**About this exercise:** Reproduce every line in the listing that contains the word "take".

BEGIN Information shown

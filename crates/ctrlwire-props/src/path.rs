//! Dotted property paths.
//!
//! A property key such as `nightMode.brightness` or `zones.2.color` is
//! parsed once into a list of segments. Purely numeric segments are array
//! indices; everything else is an object field.

use std::fmt;
use std::str::FromStr;

use serde::{Deserialize, Serialize};

use crate::PropsError;

/// One step of a [`PropertyPath`].
#[derive(Debug, Clone, PartialEq, Eq, Hash)]
pub enum PathSegment {
    Field(String),
    Index(usize),
}

impl fmt::Display for PathSegment {
    fn fmt(&self, f: &mut fmt::Formatter<'_>) -> fmt::Result {
        match self {
            Self::Field(name) => f.write_str(name),
            Self::Index(i) => write!(f, "{i}"),
        }
    }
}

/// A parsed dot-separated path into a configuration tree.
#[derive(Debug, Clone, PartialEq, Eq, Hash, Serialize, Deserialize)]
#[serde(try_from = "String", into = "String")]
pub struct PropertyPath(Vec<PathSegment>);

impl PropertyPath {
    pub fn segments(&self) -> &[PathSegment] {
        &self.0
    }

    /// The path made of the first `len` segments, for error messages.
    pub(crate) fn prefix(&self, len: usize) -> String {
        PropertyPath(self.0[..len].to_vec()).to_string()
    }
}

impl FromStr for PropertyPath {
    type Err = PropsError;

    fn from_str(s: &str) -> Result<Self, Self::Err> {
        let segments = s
            .split('.')
            .map(|part| {
                if part.is_empty() {
                    Err(PropsError::InvalidPath(s.to_string()))
                } else if part.bytes().all(|b| b.is_ascii_digit()) {
                    part.parse()
                        .map(PathSegment::Index)
                        .map_err(|_| PropsError::InvalidPath(s.to_string()))
                } else {
                    Ok(PathSegment::Field(part.to_string()))
                }
            })
            .collect::<Result<Vec<_>, _>>()?;
        Ok(Self(segments))
    }
}

impl TryFrom<String> for PropertyPath {
    type Error = PropsError;

    fn try_from(s: String) -> Result<Self, Self::Error> {
        s.parse()
    }
}

impl From<PropertyPath> for String {
    fn from(path: PropertyPath) -> Self {
        path.to_string()
    }
}

impl fmt::Display for PropertyPath {
    fn fmt(&self, f: &mut fmt::Formatter<'_>) -> fmt::Result {
        for (i, segment) in self.0.iter().enumerate() {
            if i > 0 {
                f.write_str(".")?;
            }
            write!(f, "{segment}")?;
        }
        Ok(())
    }
}
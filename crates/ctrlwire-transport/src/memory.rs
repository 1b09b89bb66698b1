//! In-process transport for tests and simulations.
//!
//! [`memory_channel`] returns a connector for the client side and a
//! listener that plays the device. Every successful
//! [`connect`](Connector::connect) hands the listener a [`MemoryPeer`]
//! wired to the new [`MemoryConnection`]. The listener can also refuse or
//! stall connection attempts, which is how reconnect behaviour is tested
//! without a network.

use std::sync::Arc;
use std::sync::atomic::{AtomicBool, AtomicU64, Ordering};

use tokio::sync::{Mutex, mpsc, watch};

use crate::{Connection, ConnectionId, Connector, TransportError};

/// Creates a connected connector/listener pair.
pub fn memory_channel() -> (MemoryConnector, MemoryListener) {
    let (incoming_tx, incoming_rx) = mpsc::unbounded_channel();
    let (stall, _) = watch::channel(false);
    let shared = Arc::new(Shared {
        refuse: AtomicBool::new(false),
        attempts: AtomicU64::new(0),
        stall,
    });

    let connector = MemoryConnector {
        shared: Arc::clone(&shared),
        incoming: incoming_tx,
    };
    let listener = MemoryListener {
        shared,
        incoming: incoming_rx,
    };
    (connector, listener)
}

struct Shared {
    refuse: AtomicBool,
    attempts: AtomicU64,
    stall: watch::Sender<bool>,
}

/// Client side of an in-memory channel.
#[derive(Clone)]
pub struct MemoryConnector {
    shared: Arc<Shared>,
    incoming: mpsc::UnboundedSender<MemoryPeer>,
}

impl Connector for MemoryConnector {
    type Connection = MemoryConnection;

    async fn connect(&self) -> Result<Self::Connection, TransportError> {
        self.shared.attempts.fetch_add(1, Ordering::SeqCst);

        let mut stall = self.shared.stall.subscribe();
        stall.wait_for(|stalled| !*stalled).await.map_err(|_| {
            TransportError::ConnectFailed(std::io::Error::new(
                std::io::ErrorKind::ConnectionAborted,
                "listener gone",
            ))
        })?;

        if self.shared.refuse.load(Ordering::SeqCst) {
            return Err(TransportError::ConnectFailed(std::io::Error::new(
                std::io::ErrorKind::ConnectionRefused,
                "connection refused",
            )));
        }

        let id = ConnectionId::next();
        let (to_peer, from_client) = mpsc::unbounded_channel();
        let (to_client, from_peer) = mpsc::unbounded_channel();
        let (closed, _) = watch::channel(false);

        let peer = MemoryPeer {
            id,
            outbound: to_client,
            inbound: from_client,
        };
        self.incoming.send(peer).map_err(|_| {
            TransportError::ConnectFailed(std::io::Error::new(
                std::io::ErrorKind::ConnectionRefused,
                "listener dropped",
            ))
        })?;

        tracing::debug!(%id, "opened in-memory connection");
        Ok(MemoryConnection {
            id,
            outbound: Mutex::new(Some(to_peer)),
            inbound: Mutex::new(from_peer),
            closed,
        })
    }
}

/// Device side of an in-memory channel.
pub struct MemoryListener {
    shared: Arc<Shared>,
    incoming: mpsc::UnboundedReceiver<MemoryPeer>,
}

impl MemoryListener {
    /// Waits for the next client connection.
    ///
    /// Returns `None` once every connector has been dropped.
    pub async fn accept(&mut self) -> Option<MemoryPeer> {
        self.incoming.recv().await
    }

    /// Returns an already opened connection, if any.
    pub fn try_accept(&mut self) -> Option<MemoryPeer> {
        self.incoming.try_recv().ok()
    }

    /// Makes subsequent connection attempts fail immediately.
    pub fn refuse_connections(&self, refuse: bool) {
        self.shared.refuse.store(refuse, Ordering::SeqCst);
    }

    /// Makes connection attempts hang until stalling is switched off.
    pub fn stall_connections(&self, stall: bool) {
        self.shared.stall.send_replace(stall);
    }

    /// Total number of connection attempts seen so far.
    pub fn attempts(&self) -> u64 {
        self.shared.attempts.load(Ordering::SeqCst)
    }
}

/// The device's end of one in-memory connection.
pub struct MemoryPeer {
    id: ConnectionId,
    outbound: mpsc::UnboundedSender<Vec<u8>>,
    inbound: mpsc::UnboundedReceiver<Vec<u8>>,
}

impl MemoryPeer {
    /// Id of the client-side connection this peer is wired to.
    pub fn id(&self) -> ConnectionId {
        self.id
    }

    /// Delivers a message to the client.
    pub fn send(&self, data: impl Into<Vec<u8>>) -> Result<(), TransportError> {
        self.outbound
            .send(data.into())
            .map_err(|_| TransportError::ConnectionClosed("client dropped".into()))
    }

    /// Waits for the next message written by the client.
    ///
    /// Returns `None` once the client has closed the connection.
    pub async fn recv(&mut self) -> Option<Vec<u8>> {
        self.inbound.recv().await
    }

    /// Returns a message the client already wrote, if any.
    pub fn try_recv(&mut self) -> Option<Vec<u8>> {
        self.inbound.try_recv().ok()
    }

    /// Closes the connection from the device side.
    pub fn close(self) {
        drop(self);
    }
}

/// The client's end of one in-memory connection.
pub struct MemoryConnection {
    id: ConnectionId,
    outbound: Mutex<Option<mpsc::UnboundedSender<Vec<u8>>>>,
    inbound: Mutex<mpsc::UnboundedReceiver<Vec<u8>>>,
    closed: watch::Sender<bool>,
}

impl Connection for MemoryConnection {
    async fn send(&self, data: &[u8]) -> Result<(), TransportError> {
        let guard = self.outbound.lock().await;
        let Some(tx) = guard.as_ref() else {
            return Err(TransportError::ConnectionClosed("closed locally".into()));
        };
        tx.send(data.to_vec())
            .map_err(|_| TransportError::ConnectionClosed("peer dropped".into()))
    }

    async fn recv(&self) -> Result<Option<Vec<u8>>, TransportError> {
        let mut closed = self.closed.subscribe();
        let mut inbound = self.inbound.lock().await;
        tokio::select! {
            msg = inbound.recv() => Ok(msg),
            _ = closed.wait_for(|c| *c) => Ok(None),
        }
    }

    async fn close(&self) -> Result<(), TransportError> {
        self.outbound.lock().await.take();
        self.closed.send_replace(true);
        Ok(())
    }

    fn id(&self) -> ConnectionId {
        self.id
    }
}
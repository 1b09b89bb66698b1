//! Connection engine for ctrlwire.
//!
//! The engine keeps one socket to the device alive. It owns:
//!
//! - **The state machine** ([`ConnectionState`]): begin, connect, close,
//!   and automatic reconnects with linear backoff.
//! - **Request correlation**: every request gets a fresh id, and the reply
//!   carrying that id completes it. A request that outlives the configured
//!   timeout is treated as a dead connection and triggers a reconnect.
//! - **Notifications**: frames with request id 0 are broadcast to every
//!   [`EngineHandle::subscribe`] receiver.
//!
//! # Architecture
//!
//! ```text
//! EngineHandle ──mpsc──→ engine actor ──Connector/Connection──→ socket
//!      ↑                     │
//!      └──oneshot reply──────┘──broadcast──→ notification subscribers
//! ```

mod backoff;
mod config;
mod engine;
mod error;
mod pending;
mod socket;
mod state;

pub use config::EngineConfig;
pub use engine::{EngineHandle, spawn_engine};
pub use error::EngineError;
pub use state::{ConnectionState, StateChange};
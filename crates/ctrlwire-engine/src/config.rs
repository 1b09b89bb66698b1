//! Engine configuration.

use std::time::Duration;

use serde::{Deserialize, Serialize};
use tracing::warn;

/// Configuration for the connection engine.
///
/// All durations are integer milliseconds so the struct maps one to one
/// onto a JSON config file. Missing fields take their defaults.
#[derive(Debug, Clone, PartialEq, Eq, Serialize, Deserialize)]
#[serde(default)]
pub struct EngineConfig {
    /// How long a request may wait for its reply.
    ///
    /// Default: 2000. A timeout is treated as a dead connection.
    pub request_timeout_ms: u64,

    /// How much the reconnect delay grows after each failed attempt.
    ///
    /// Default: 500.
    pub reconnect_step_ms: u64,

    /// Upper bound for the reconnect delay.
    ///
    /// Default: 5000.
    pub reconnect_max_delay_ms: u64,

    /// Polling interval while waiting for a detached socket to finish
    /// connecting so it can be closed.
    ///
    /// Default: 500.
    pub close_poll_interval_ms: u64,

    /// How many times a detached, still-connecting socket is polled before
    /// it is abandoned.
    ///
    /// Default: 20.
    pub close_poll_attempts: u32,

    /// The two bytes every outgoing frame starts with.
    ///
    /// Default: `[0xBA, 0xDA]`.
    pub signature: [u8; 2],

    /// Capacity of the notification broadcast channel. Slow subscribers
    /// that fall further behind than this lose the oldest frames.
    ///
    /// Default: 256.
    pub notification_buffer: usize,
}

impl Default for EngineConfig {
    fn default() -> Self {
        Self {
            request_timeout_ms: 2_000,
            reconnect_step_ms: 500,
            reconnect_max_delay_ms: 5_000,
            close_poll_interval_ms: 500,
            close_poll_attempts: 20,
            signature: [0xba, 0xda],
            notification_buffer: 256,
        }
    }
}

impl EngineConfig {
    /// Fixes values the engine cannot run with.
    ///
    /// Called by [`spawn_engine`](crate::spawn_engine). Rules:
    /// - zero timeouts and intervals become 1 ms;
    /// - `close_poll_attempts` and `notification_buffer` are at least 1;
    /// - `reconnect_step_ms` is capped at `reconnect_max_delay_ms`.
    pub fn validated(mut self) -> Self {
        if self.request_timeout_ms == 0 {
            warn!("request_timeout_ms is 0 — using 1");
            self.request_timeout_ms = 1;
        }
        if self.close_poll_interval_ms == 0 {
            warn!("close_poll_interval_ms is 0 — using 1");
            self.close_poll_interval_ms = 1;
        }
        if self.close_poll_attempts == 0 {
            warn!("close_poll_attempts is 0 — using 1");
            self.close_poll_attempts = 1;
        }
        if self.notification_buffer == 0 {
            warn!("notification_buffer is 0 — using 1");
            self.notification_buffer = 1;
        }
        if self.reconnect_step_ms > self.reconnect_max_delay_ms {
            warn!(
                step = self.reconnect_step_ms,
                max = self.reconnect_max_delay_ms,
                "reconnect step exceeds max delay — clamping"
            );
            self.reconnect_step_ms = self.reconnect_max_delay_ms;
        }
        self
    }

    pub fn request_timeout(&self) -> Duration {
        Duration::from_millis(self.request_timeout_ms)
    }

    pub fn reconnect_step(&self) -> Duration {
        Duration::from_millis(self.reconnect_step_ms)
    }

    pub fn reconnect_max_delay(&self) -> Duration {
        Duration::from_millis(self.reconnect_max_delay_ms)
    }

    pub fn close_poll_interval(&self) -> Duration {
        Duration::from_millis(self.close_poll_interval_ms)
    }
}
#[cfg(test)]
mod tests {
    use super::*;

    // =========================================================================
    // ValueKind
    // =========================================================================

    #[test]
    fn test_kind_widths() {
        let widths: Vec<_> = [
            ValueKind::Boolean,
            ValueKind::Uint8,
            ValueKind::Int8,
            ValueKind::Uint16,
            ValueKind::Int16,
            ValueKind::Uint32,
            ValueKind::Int32,
            ValueKind::BigUint64,
            ValueKind::BigInt64,
            ValueKind::Float32,
            ValueKind::Float64,
        ]
        .into_iter()
        .map(|k| k.width().unwrap())
        .collect();
        assert_eq!(widths, [1, 1, 1, 2, 2, 4, 4, 8, 8, 4, 8]);
        assert_eq!(ValueKind::FixedString.width(), None);
    }

    #[test]
    fn test_kind_from_str_known_and_unknown() {
        assert_eq!("Uint16".parse::<ValueKind>().unwrap(), ValueKind::Uint16);
        assert_eq!(
            "FixedString".parse::<ValueKind>().unwrap(),
            ValueKind::FixedString
        );
        let err = "Uint24".parse::<ValueKind>().unwrap_err();
        assert_eq!(err, ProtocolError::UnknownValueKind("Uint24".into()));
    }

    #[test]
    fn test_kind_serde_uses_variant_names() {
        let kind: ValueKind = serde_json::from_str("\"BigInt64\"").unwrap();
        assert_eq!(kind, ValueKind::BigInt64);
        assert!(serde_json::from_str::<ValueKind>("\"Uint128\"").is_err());
    }

    // =========================================================================
    // Value
    // =========================================================================

    #[test]
    fn test_coerce_integer_in_range() {
        let v = Value::I64(200).coerce(ValueKind::Uint8).unwrap();
        assert_eq!(v, Value::U8(200));
        let v = Value::F64(-3.0).coerce(ValueKind::Int16).unwrap();
        assert_eq!(v, Value::I16(-3));
    }

    #[test]
    fn test_coerce_rejects_out_of_range_and_fractions() {
        assert!(Value::I64(256).coerce(ValueKind::Uint8).is_err());
        assert!(Value::I64(-1).coerce(ValueKind::Uint32).is_err());
        assert!(Value::F64(1.5).coerce(ValueKind::Int32).is_err());
        assert!(Value::Str("x".into()).coerce(ValueKind::Uint8).is_err());
        assert!(Value::U8(1).coerce(ValueKind::FixedString).is_err());
    }

    #[test]
    fn test_coerce_boolean_from_number() {
        assert_eq!(
            Value::U8(0).coerce(ValueKind::Boolean).unwrap(),
            Value::Bool(false)
        );
        assert_eq!(
            Value::I64(5).coerce(ValueKind::Boolean).unwrap(),
            Value::Bool(true)
        );
    }

    #[test]
    fn test_clamped_bounds() {
        assert_eq!(
            Value::I64(300).clamped(Some(0.0), Some(255.0)),
            Value::F64(255.0)
        );
        assert_eq!(Value::I64(-4).clamped(Some(0.0), None), Value::F64(0.0));
        assert_eq!(Value::U8(7).clamped(Some(0.0), Some(10.0)), Value::U8(7));
        assert_eq!(
            Value::Str("a".into()).clamped(Some(1.0), Some(2.0)),
            Value::Str("a".into())
        );
    }

    #[test]
    fn test_truthiness() {
        assert!(Value::Bool(true).is_truthy());
        assert!(!Value::U8(0).is_truthy());
        assert!(Value::I16(-1).is_truthy());
        assert!(!Value::Str(String::new()).is_truthy());
    }

    #[test]
    fn test_value_serializes_untagged() {
        assert_eq!(serde_json::to_string(&Value::U16(8000)).unwrap(), "8000");
        assert_eq!(
            serde_json::to_string(&Value::Str("ok".into())).unwrap(),
            "\"ok\""
        );
    }

    // =========================================================================
    // BinaryReader
    // =========================================================================

    #[test]
    fn test_reader_little_endian() {
        let buf = [0x40, 0x1f, 0xff, 0x01, 0x00, 0x00, 0x00];
        let mut r = BinaryReader::new(&buf);
        assert_eq!(r.read_u16().unwrap(), 0x1f40);
        assert_eq!(r.read_i8().unwrap(), -1);
        assert_eq!(r.read_u32().unwrap(), 1);
        assert_eq!(r.remaining(), 0);
    }

    #[test]
    fn test_reader_bool_only_one_is_true() {
        let mut r = BinaryReader::new(&[1, 2, 0]);
        assert!(r.read_bool().unwrap());
        assert!(!r.read_bool().unwrap());
        assert!(!r.read_bool().unwrap());
    }

    #[test]
    fn test_reader_truncated() {
        let mut r = BinaryReader::new(&[1, 2, 3]);
        assert_eq!(
            r.read_u32().unwrap_err(),
            ProtocolError::Truncated {
                needed: 4,
                remaining: 3
            }
        );
        // A failed read consumes nothing.
        assert_eq!(r.position(), 0);
    }

    #[test]
    fn test_fixed_string_always_advances_full_width() {
        let buf = [b'h', b'i', 0, 0, 0, 0x2a];
        let mut r = BinaryReader::new(&buf);
        assert_eq!(r.read_fixed_string(5).unwrap(), "hi");
        assert_eq!(r.position(), 5);
        assert_eq!(r.read_u8().unwrap(), 0x2a);
    }

    #[test]
    fn test_fixed_string_without_terminator_uses_full_width() {
        let mut r = BinaryReader::new(b"abcdef");
        assert_eq!(r.read_fixed_string(4).unwrap(), "abcd");
        assert_eq!(r.position(), 4);
    }

    #[test]
    fn test_null_terminated_string_consumes_terminator() {
        let mut r = BinaryReader::new(b"net\0x");
        assert_eq!(r.read_null_terminated_string().unwrap(), "net");
        assert_eq!(r.position(), 4);

        let mut r = BinaryReader::new(b"open");
        assert!(r.read_null_terminated_string().is_err());
    }

    #[test]
    fn test_read_value_fixed_string_needs_width() {
        let mut r = BinaryReader::new(b"abc");
        assert_eq!(
            r.read_value(ValueKind::FixedString, None).unwrap_err(),
            ProtocolError::MissingWidth(ValueKind::FixedString)
        );
    }

    // =========================================================================
    // Encoding
    // =========================================================================

    #[test]
    fn test_encode_scalars() {
        assert_eq!(
            encode_value(ValueKind::Uint16, &Value::U16(0x1f40), None).unwrap(),
            [0x40, 0x1f]
        );
        assert_eq!(
            encode_value(ValueKind::Boolean, &Value::Bool(true), None).unwrap(),
            [1]
        );
        assert_eq!(
            encode_value(ValueKind::Float32, &Value::F32(1.0), None).unwrap(),
            1.0f32.to_le_bytes()
        );
    }

    #[test]
    fn test_encode_mismatched_variant() {
        let err = encode_value(ValueKind::Uint8, &Value::U16(1), None).unwrap_err();
        assert!(matches!(err, ProtocolError::ValueMismatch { .. }));
    }

    #[test]
    fn test_fixed_string_short_round_trip() {
        let bytes = encode_fixed_string("wifi", 8);
        assert_eq!(bytes.len(), 8);
        let mut r = BinaryReader::new(&bytes);
        assert_eq!(r.read_fixed_string(8).unwrap(), "wifi");
    }

    #[test]
    fn test_fixed_string_long_truncates_to_window() {
        let bytes = encode_fixed_string("overlong-name", 6);
        assert_eq!(bytes, b"overlo");
        let mut r = BinaryReader::new(&bytes);
        assert_eq!(r.read_fixed_string(6).unwrap(), "overlo");
    }

    #[test]
    fn test_fixed_string_truncates_on_char_boundary() {
        // "é" is two bytes; a 2-byte window cannot hold "aé".
        let bytes = encode_fixed_string("aé", 2);
        assert_eq!(bytes, [b'a', 0]);
    }

    #[test]
    fn test_null_terminated_encoding() {
        let bytes =
            encode_value(ValueKind::NullTerminatedString, &Value::from("abc"), Some(2))
                .unwrap();
        assert_eq!(bytes, [b'a', b'b', 0]);
    }
}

END Information shown

**Output for this exercise:**
        self.outbound.lock().await.take();
/// onto a JSON config file. Missing fields take their defaults.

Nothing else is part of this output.